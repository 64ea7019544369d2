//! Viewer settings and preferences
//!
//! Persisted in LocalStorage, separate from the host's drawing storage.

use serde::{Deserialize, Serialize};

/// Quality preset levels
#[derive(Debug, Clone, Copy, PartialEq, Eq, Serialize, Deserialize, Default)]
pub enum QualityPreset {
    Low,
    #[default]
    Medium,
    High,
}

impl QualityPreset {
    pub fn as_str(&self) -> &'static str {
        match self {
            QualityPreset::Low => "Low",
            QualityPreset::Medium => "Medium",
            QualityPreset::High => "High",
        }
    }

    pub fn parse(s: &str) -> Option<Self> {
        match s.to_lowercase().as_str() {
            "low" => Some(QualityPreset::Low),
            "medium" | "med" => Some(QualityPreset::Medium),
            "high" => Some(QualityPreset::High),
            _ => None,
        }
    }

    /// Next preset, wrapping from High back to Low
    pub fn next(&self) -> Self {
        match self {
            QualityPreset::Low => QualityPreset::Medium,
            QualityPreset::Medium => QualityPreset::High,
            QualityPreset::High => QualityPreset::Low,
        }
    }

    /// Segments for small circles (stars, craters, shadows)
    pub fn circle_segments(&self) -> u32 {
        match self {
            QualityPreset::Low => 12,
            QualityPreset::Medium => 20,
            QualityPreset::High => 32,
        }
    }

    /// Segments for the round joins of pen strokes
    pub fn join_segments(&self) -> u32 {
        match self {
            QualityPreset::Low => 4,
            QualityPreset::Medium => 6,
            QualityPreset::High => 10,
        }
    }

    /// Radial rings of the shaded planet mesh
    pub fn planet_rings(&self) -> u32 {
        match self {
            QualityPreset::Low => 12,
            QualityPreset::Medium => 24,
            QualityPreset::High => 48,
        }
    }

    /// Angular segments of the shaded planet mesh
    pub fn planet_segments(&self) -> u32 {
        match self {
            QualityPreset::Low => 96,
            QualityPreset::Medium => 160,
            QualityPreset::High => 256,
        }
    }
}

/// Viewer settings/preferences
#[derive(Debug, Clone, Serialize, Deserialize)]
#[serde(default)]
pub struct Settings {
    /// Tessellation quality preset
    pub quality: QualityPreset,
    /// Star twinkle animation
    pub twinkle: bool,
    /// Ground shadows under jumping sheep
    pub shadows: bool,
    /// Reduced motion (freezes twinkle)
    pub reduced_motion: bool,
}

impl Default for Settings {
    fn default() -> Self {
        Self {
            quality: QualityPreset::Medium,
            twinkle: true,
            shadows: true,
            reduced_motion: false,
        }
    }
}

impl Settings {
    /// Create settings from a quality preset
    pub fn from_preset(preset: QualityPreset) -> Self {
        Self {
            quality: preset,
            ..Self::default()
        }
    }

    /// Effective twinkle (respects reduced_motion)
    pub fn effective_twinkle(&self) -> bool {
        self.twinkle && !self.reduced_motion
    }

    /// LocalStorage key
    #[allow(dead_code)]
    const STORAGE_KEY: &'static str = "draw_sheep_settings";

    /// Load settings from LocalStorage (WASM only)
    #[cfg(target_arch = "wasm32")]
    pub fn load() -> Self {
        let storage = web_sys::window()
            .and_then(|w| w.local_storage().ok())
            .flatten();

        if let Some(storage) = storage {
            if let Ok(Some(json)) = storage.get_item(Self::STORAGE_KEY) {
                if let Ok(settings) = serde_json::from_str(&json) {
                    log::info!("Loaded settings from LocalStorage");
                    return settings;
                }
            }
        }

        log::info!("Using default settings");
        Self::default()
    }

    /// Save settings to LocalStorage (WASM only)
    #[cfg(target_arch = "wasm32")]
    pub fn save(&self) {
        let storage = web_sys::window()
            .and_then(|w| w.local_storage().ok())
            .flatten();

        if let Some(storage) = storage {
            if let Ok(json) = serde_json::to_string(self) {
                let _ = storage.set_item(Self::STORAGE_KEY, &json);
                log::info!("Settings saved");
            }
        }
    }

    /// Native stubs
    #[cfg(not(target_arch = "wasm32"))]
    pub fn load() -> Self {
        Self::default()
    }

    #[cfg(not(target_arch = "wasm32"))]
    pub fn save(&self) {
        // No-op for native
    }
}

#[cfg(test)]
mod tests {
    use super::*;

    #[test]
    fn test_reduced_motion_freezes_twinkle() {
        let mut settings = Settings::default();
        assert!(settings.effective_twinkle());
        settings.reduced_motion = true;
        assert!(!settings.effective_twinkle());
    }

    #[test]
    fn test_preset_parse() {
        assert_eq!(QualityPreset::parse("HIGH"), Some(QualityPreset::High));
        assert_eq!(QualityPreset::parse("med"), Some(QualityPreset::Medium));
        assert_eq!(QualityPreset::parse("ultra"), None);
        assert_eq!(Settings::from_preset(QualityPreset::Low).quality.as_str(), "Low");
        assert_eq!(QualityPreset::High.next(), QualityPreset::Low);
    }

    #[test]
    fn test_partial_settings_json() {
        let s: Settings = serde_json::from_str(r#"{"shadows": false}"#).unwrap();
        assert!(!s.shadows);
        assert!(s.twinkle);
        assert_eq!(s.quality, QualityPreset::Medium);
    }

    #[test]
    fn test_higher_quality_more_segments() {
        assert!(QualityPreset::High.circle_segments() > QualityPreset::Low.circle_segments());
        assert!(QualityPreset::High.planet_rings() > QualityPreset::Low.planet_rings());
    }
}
####################
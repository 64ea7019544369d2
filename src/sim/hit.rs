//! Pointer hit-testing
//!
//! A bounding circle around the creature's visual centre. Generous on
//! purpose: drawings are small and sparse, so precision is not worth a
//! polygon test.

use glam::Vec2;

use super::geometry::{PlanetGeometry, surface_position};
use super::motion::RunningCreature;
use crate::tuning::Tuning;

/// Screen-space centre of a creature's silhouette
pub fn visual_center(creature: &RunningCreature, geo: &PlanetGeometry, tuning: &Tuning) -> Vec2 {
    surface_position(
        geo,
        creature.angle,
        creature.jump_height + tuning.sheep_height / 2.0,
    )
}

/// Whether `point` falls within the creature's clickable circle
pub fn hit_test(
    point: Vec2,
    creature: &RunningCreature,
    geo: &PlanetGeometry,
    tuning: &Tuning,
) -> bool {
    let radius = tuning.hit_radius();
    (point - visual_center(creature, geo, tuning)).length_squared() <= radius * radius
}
####################
> **Task directions**: Read through the listing and copy each line in which the word "static" occurs.

> **Written answer**:
    pub fn as_str(&self) -> &'static str {
    const STORAGE_KEY: &'static str = "draw_sheep_settings";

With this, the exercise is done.